Copy out the lines of the records below, and only those lines, from the one with "use crate::services::sqs::SqsService;" through the one with "if let Some(map)", exactly as they appear.

**********

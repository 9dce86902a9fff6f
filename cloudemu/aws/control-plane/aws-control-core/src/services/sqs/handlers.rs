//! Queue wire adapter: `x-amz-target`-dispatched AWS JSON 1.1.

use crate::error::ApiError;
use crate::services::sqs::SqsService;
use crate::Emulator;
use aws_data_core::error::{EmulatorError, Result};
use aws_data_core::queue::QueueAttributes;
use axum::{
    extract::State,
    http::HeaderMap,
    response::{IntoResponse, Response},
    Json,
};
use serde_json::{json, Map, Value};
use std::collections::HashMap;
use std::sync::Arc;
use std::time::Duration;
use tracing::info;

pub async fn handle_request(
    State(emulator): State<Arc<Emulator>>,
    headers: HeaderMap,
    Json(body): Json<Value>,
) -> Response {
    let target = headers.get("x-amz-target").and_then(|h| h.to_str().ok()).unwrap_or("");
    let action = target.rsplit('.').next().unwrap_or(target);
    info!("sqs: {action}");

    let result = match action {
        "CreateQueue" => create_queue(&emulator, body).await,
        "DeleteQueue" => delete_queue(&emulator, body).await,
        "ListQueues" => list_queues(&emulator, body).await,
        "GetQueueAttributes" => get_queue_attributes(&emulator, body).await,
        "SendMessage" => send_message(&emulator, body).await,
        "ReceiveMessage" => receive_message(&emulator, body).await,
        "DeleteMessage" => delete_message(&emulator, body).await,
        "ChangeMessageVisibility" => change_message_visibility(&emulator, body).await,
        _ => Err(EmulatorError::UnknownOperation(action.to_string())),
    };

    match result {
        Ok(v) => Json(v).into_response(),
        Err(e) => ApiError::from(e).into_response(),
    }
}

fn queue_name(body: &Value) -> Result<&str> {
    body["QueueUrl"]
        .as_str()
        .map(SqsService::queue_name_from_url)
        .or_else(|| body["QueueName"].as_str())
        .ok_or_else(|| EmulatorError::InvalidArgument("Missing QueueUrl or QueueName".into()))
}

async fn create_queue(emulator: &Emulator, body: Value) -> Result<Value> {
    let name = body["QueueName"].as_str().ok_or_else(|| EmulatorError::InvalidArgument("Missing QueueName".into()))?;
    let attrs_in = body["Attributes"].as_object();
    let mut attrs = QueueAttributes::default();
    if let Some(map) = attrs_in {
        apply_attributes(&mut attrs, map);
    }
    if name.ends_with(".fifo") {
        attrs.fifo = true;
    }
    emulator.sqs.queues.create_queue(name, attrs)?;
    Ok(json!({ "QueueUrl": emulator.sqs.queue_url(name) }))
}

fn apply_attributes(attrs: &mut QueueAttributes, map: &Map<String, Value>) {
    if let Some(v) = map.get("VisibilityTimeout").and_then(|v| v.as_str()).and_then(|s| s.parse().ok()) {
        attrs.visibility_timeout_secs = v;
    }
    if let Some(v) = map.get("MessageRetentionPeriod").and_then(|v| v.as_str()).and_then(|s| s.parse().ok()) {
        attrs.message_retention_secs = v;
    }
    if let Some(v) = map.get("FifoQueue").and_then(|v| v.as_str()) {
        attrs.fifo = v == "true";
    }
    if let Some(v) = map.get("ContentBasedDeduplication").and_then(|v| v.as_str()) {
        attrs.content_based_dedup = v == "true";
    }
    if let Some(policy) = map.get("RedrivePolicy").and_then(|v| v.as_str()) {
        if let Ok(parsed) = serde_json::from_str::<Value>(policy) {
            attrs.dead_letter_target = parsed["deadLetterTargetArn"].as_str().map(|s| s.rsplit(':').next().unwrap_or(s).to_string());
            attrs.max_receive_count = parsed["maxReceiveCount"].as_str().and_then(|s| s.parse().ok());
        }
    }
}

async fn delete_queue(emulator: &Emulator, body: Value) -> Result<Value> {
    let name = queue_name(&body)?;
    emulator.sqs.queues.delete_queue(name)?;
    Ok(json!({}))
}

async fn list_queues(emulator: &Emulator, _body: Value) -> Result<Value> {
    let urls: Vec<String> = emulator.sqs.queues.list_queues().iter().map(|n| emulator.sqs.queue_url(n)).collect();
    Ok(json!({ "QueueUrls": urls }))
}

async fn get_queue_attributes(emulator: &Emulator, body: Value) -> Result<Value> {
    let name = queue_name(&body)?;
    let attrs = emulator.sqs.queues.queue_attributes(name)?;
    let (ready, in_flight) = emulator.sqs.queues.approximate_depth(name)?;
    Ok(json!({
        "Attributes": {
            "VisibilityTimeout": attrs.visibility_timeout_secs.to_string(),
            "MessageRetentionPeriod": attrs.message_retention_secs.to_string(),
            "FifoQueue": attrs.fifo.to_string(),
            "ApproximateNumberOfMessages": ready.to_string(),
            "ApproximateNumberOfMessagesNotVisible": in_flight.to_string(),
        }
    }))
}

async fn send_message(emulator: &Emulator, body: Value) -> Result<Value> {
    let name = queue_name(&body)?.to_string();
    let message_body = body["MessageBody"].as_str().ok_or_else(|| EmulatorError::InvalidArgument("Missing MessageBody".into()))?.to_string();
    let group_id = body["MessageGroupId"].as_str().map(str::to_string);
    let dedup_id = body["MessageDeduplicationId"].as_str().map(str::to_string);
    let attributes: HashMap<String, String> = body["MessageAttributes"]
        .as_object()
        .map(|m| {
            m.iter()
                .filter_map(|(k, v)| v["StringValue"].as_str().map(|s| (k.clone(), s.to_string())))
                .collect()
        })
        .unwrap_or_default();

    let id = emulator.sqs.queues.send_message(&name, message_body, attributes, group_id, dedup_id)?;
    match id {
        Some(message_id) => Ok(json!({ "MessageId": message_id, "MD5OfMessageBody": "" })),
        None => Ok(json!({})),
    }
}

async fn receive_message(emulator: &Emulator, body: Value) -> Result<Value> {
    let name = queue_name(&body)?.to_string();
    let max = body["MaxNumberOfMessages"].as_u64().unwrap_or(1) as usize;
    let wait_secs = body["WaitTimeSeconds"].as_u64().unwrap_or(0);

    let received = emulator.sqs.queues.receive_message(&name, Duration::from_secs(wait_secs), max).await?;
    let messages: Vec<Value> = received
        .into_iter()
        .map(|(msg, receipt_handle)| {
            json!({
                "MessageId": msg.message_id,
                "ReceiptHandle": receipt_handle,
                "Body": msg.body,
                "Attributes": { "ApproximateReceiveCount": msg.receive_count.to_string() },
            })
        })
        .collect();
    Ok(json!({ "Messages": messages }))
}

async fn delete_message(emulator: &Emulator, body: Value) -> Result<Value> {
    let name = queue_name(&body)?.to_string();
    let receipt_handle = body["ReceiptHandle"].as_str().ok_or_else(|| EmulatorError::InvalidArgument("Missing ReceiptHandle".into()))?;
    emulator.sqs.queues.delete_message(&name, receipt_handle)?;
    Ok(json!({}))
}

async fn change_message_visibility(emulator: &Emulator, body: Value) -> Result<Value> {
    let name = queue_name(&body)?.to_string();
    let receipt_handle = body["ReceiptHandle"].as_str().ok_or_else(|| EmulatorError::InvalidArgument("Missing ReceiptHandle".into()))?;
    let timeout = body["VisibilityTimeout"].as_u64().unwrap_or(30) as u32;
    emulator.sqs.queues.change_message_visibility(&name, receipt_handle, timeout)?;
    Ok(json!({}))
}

**********

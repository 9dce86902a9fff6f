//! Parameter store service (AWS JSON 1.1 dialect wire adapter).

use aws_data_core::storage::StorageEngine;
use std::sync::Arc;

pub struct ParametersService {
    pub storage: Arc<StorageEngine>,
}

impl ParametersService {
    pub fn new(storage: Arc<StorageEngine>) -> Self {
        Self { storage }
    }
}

**********

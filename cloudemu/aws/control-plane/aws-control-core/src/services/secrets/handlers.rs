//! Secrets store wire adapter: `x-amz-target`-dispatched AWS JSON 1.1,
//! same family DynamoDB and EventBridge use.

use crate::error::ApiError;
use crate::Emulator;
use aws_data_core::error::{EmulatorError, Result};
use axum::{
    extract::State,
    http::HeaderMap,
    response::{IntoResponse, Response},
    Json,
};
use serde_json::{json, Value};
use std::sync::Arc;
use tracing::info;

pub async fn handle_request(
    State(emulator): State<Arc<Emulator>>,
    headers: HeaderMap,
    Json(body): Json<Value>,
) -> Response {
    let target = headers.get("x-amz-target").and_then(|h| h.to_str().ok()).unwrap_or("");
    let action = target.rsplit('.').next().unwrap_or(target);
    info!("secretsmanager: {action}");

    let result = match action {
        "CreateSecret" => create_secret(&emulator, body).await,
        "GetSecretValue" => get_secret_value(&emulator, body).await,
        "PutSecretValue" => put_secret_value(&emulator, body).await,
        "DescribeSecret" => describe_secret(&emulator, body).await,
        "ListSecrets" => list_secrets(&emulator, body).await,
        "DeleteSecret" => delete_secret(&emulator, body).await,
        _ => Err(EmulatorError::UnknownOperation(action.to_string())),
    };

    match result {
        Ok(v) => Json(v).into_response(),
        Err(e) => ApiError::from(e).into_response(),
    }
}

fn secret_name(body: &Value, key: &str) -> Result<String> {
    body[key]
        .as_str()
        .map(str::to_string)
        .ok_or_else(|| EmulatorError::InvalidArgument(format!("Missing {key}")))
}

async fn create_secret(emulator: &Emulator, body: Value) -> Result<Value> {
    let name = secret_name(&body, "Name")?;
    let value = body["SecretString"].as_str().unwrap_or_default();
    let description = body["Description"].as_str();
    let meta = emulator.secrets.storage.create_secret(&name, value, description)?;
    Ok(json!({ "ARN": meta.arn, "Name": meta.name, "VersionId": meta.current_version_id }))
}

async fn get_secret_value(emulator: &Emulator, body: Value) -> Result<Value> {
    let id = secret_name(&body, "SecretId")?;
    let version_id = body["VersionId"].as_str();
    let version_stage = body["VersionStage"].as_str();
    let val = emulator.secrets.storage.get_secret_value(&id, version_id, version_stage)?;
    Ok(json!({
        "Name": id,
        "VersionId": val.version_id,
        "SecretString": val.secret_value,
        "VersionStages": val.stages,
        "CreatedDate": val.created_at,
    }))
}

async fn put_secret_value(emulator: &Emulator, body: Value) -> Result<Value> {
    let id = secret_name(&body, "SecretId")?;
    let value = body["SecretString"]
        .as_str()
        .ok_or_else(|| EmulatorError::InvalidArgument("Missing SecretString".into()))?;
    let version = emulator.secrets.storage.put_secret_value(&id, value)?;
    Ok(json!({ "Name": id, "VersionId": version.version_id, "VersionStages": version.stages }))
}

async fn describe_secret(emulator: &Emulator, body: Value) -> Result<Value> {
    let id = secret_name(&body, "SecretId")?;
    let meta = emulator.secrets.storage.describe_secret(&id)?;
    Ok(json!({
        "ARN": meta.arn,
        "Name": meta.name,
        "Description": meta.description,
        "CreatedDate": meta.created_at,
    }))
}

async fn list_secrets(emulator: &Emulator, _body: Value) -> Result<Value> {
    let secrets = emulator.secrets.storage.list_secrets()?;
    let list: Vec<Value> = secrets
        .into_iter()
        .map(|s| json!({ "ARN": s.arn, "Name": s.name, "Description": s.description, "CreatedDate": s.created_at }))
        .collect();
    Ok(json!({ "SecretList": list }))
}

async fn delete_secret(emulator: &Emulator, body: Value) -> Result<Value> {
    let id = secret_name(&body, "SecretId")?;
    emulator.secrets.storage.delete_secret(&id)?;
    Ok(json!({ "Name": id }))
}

**********

SOLUTION -
use crate::services::sqs::SqsService;
use crate::Emulator;
use aws_data_core::error::{EmulatorError, Result};
use aws_data_core::queue::QueueAttributes;
use axum::{
    extract::State,
    http::HeaderMap,
    response::{IntoResponse, Response},
    Json,
};
use serde_json::{json, Map, Value};
use std::collections::HashMap;
use std::sync::Arc;
use std::time::Duration;
use tracing::info;

pub async fn handle_request(
    State(emulator): State<Arc<Emulator>>,
    headers: HeaderMap,
    Json(body): Json<Value>,
) -> Response {
    let target = headers.get("x-amz-target").and_then(|h| h.to_str().ok()).unwrap_or("");
    let action = target.rsplit('.').next().unwrap_or(target);
    info!("sqs: {action}");

    let result = match action {
        "CreateQueue" => create_queue(&emulator, body).await,
        "DeleteQueue" => delete_queue(&emulator, body).await,
        "ListQueues" => list_queues(&emulator, body).await,
        "GetQueueAttributes" => get_queue_attributes(&emulator, body).await,
        "SendMessage" => send_message(&emulator, body).await,
        "ReceiveMessage" => receive_message(&emulator, body).await,
        "DeleteMessage" => delete_message(&emulator, body).await,
        "ChangeMessageVisibility" => change_message_visibility(&emulator, body).await,
        _ => Err(EmulatorError::UnknownOperation(action.to_string())),
    };

    match result {
        Ok(v) => Json(v).into_response(),
        Err(e) => ApiError::from(e).into_response(),
    }
}

fn queue_name(body: &Value) -> Result<&str> {
    body["QueueUrl"]
        .as_str()
        .map(SqsService::queue_name_from_url)
        .or_else(|| body["QueueName"].as_str())
        .ok_or_else(|| EmulatorError::InvalidArgument("Missing QueueUrl or QueueName".into()))
}

async fn create_queue(emulator: &Emulator, body: Value) -> Result<Value> {
    let name = body["QueueName"].as_str().ok_or_else(|| EmulatorError::InvalidArgument("Missing QueueName".into()))?;
    let attrs_in = body["Attributes"].as_object();
    let mut attrs = QueueAttributes::default();
    if let Some(map) = attrs_in {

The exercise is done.